Collected data:
####
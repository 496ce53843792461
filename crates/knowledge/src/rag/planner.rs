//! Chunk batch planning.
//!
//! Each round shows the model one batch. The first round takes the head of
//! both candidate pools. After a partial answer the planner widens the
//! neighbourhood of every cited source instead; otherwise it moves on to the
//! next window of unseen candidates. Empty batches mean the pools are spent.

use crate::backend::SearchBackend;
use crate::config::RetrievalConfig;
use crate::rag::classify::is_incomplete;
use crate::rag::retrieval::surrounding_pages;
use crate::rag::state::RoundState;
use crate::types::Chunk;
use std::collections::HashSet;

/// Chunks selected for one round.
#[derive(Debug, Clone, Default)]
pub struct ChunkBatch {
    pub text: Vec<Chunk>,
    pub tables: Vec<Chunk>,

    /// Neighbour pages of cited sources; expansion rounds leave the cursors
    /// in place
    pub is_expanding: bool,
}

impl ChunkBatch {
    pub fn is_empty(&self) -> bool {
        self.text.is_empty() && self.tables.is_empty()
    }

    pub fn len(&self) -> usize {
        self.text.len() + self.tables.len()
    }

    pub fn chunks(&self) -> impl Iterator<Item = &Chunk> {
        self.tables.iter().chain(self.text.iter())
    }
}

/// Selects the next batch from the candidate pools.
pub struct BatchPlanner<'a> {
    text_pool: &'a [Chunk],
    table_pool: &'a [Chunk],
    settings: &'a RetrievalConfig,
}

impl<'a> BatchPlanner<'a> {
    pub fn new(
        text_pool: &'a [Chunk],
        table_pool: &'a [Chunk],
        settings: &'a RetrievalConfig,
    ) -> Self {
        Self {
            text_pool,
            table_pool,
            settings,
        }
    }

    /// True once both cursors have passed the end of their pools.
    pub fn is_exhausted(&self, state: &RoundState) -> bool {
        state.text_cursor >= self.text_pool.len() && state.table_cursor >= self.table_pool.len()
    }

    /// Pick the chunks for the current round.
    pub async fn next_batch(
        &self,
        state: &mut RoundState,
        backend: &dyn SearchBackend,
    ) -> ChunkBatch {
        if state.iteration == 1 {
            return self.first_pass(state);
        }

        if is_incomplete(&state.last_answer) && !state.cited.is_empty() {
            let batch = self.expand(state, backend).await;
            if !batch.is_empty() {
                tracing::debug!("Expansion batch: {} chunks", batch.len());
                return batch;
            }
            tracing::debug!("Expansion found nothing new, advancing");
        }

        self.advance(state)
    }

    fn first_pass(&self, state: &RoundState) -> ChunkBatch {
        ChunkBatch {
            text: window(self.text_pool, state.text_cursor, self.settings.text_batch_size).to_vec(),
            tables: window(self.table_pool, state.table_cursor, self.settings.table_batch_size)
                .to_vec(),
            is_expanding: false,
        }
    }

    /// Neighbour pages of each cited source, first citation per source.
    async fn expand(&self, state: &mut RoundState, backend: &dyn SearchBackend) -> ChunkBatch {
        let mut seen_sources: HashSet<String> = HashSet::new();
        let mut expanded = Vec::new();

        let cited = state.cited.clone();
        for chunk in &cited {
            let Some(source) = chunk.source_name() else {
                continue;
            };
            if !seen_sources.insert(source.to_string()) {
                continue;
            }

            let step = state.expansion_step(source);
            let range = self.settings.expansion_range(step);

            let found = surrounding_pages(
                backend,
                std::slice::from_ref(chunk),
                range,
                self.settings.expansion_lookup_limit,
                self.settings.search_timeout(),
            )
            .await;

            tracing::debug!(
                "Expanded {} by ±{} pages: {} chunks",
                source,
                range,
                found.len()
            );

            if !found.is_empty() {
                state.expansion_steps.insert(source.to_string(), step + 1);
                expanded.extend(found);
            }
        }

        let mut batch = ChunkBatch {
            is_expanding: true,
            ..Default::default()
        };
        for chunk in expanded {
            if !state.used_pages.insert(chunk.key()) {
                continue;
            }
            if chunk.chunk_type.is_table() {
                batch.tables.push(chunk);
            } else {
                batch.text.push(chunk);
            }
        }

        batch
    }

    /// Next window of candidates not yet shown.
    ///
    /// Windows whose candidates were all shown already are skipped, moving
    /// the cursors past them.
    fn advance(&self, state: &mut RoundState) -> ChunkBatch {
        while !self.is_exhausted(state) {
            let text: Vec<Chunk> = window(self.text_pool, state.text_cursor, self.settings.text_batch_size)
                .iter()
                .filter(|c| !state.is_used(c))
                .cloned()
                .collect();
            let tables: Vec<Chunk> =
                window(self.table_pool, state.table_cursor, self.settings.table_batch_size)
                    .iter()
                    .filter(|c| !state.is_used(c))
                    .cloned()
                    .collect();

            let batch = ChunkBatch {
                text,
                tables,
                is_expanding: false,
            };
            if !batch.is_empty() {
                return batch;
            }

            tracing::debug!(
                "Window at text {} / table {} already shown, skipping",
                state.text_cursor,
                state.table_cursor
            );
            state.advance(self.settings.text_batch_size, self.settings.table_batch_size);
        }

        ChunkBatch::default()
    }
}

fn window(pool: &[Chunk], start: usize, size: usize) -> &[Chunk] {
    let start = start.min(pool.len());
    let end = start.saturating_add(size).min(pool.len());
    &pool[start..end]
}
####
> _TASK STATEMENT_: Transcribe the records in full, keeping every character as it is.

> _RESULT FOR THIS TASK_:
repository 496ce53843792461
filename crates/knowledge/src/rag/planner.rs
//! Chunk batch planning.
//!
//! Each round shows the model one batch. The first round takes the head of
//! both candidate pools. After a partial answer the planner widens the
//! neighbourhood of every cited source instead; otherwise it moves on to the
//! next window of unseen candidates. Empty batches mean the pools are spent.

use crate::backend::SearchBackend;
use crate::config::RetrievalConfig;
use crate::rag::classify::is_incomplete;
use crate::rag::retrieval::surrounding_pages;
use crate::rag::state::RoundState;
use crate::types::Chunk;
use std::collections::HashSet;

/// Chunks selected for one round.
#[derive(Debug, Clone, Default)]
pub struct ChunkBatch {
    pub text: Vec<Chunk>,
    pub tables: Vec<Chunk>,

    /// Neighbour pages of cited sources; expansion rounds leave the cursors
    /// in place
    pub is_expanding: bool,
}

impl ChunkBatch {
    pub fn is_empty(&self) -> bool {
        self.text.is_empty() && self.tables.is_empty()
    }

    pub fn len(&self) -> usize {
        self.text.len() + self.tables.len()
    }

    pub fn chunks(&self) -> impl Iterator<Item = &Chunk> {
        self.tables.iter().chain(self.text.iter())
    }
}

/// Selects the next batch from the candidate pools.
pub struct BatchPlanner<'a> {
    text_pool: &'a [Chunk],
    table_pool: &'a [Chunk],
    settings: &'a RetrievalConfig,
}

impl<'a> BatchPlanner<'a> {
    pub fn new(
        text_pool: &'a [Chunk],
        table_pool: &'a [Chunk],
        settings: &'a RetrievalConfig,
    ) -> Self {
        Self {
            text_pool,
            table_pool,
            settings,
        }
    }

    /// True once both cursors have passed the end of their pools.
    pub fn is_exhausted(&self, state: &RoundState) -> bool {
        state.text_cursor >= self.text_pool.len() && state.table_cursor >= self.table_pool.len()
    }

    /// Pick the chunks for the current round.
    pub async fn next_batch(
        &self,
        state: &mut RoundState,
        backend: &dyn SearchBackend,
    ) -> ChunkBatch {
        if state.iteration == 1 {
            return self.first_pass(state);
        }

        if is_incomplete(&state.last_answer) && !state.cited.is_empty() {
            let batch = self.expand(state, backend).await;
            if !batch.is_empty() {
                tracing::debug!("Expansion batch: {} chunks", batch.len());
                return batch;
            }
            tracing::debug!("Expansion found nothing new, advancing");
        }

        self.advance(state)
    }

    fn first_pass(&self, state: &RoundState) -> ChunkBatch {
        ChunkBatch {
            text: window(self.text_pool, state.text_cursor, self.settings.text_batch_size).to_vec(),
            tables: window(self.table_pool, state.table_cursor, self.settings.table_batch_size)
                .to_vec(),
            is_expanding: false,
        }
    }

    /// Neighbour pages of each cited source, first citation per source.
    async fn expand(&self, state: &mut RoundState, backend: &dyn SearchBackend) -> ChunkBatch {
        let mut seen_sources: HashSet<String> = HashSet::new();
        let mut expanded = Vec::new();

        let cited = state.cited.clone();
        for chunk in &cited {
            let Some(source) = chunk.source_name() else {
                continue;
            };
            if !seen_sources.insert(source.to_string()) {
                continue;
            }

            let step = state.expansion_step(source);
            let range = self.settings.expansion_range(step);

            let found = surrounding_pages(
                backend,
                std::slice::from_ref(chunk),
                range,
                self.settings.expansion_lookup_limit,
                self.settings.search_timeout(),
            )
            .await;

            tracing::debug!(
                "Expanded {} by ±{} pages: {} chunks",
                source,
                range,
                found.len()
            );

            if !found.is_empty() {
                state.expansion_steps.insert(source.to_string(), step + 1);
                expanded.extend(found);
            }
        }

        let mut batch = ChunkBatch {
            is_expanding: true,
            ..Default::default()
        };
        for chunk in expanded {
            if !state.used_pages.insert(chunk.key()) {
                continue;
            }
            if chunk.chunk_type.is_table() {
                batch.tables.push(chunk);
            } else {
                batch.text.push(chunk);
            }
        }

        batch
    }

    /// Next window of candidates not yet shown.
    ///
    /// Windows whose candidates were all shown already are skipped, moving
    /// the cursors past them.
    fn advance(&self, state: &mut RoundState) -> ChunkBatch {
        while !self.is_exhausted(state) {
            let text: Vec<Chunk> = window(self.text_pool, state.text_cursor, self.settings.text_batch_size)
                .iter()
                .filter(|c| !state.is_used(c))
                .cloned()
                .collect();
            let tables: Vec<Chunk> =
                window(self.table_pool, state.table_cursor, self.settings.table_batch_size)
                    .iter()
                    .filter(|c| !state.is_used(c))
                    .cloned()
                    .collect();

            let batch = ChunkBatch {
                text,
                tables,
                is_expanding: false,
            };
            if !batch.is_empty() {
                return batch;
            }

            tracing::debug!(
                "Window at text {} / table {} already shown, skipping",
                state.text_cursor,
                state.table_cursor
            );
            state.advance(self.settings.text_batch_size, self.settings.table_batch_size);
        }

        ChunkBatch::default()
    }
}

fn window(pool: &[Chunk], start: usize, size: usize) -> &[Chunk] {
    let start = start.min(pool.len());
    let end = start.saturating_add(size).min(pool.len());
    &pool[start..end]
}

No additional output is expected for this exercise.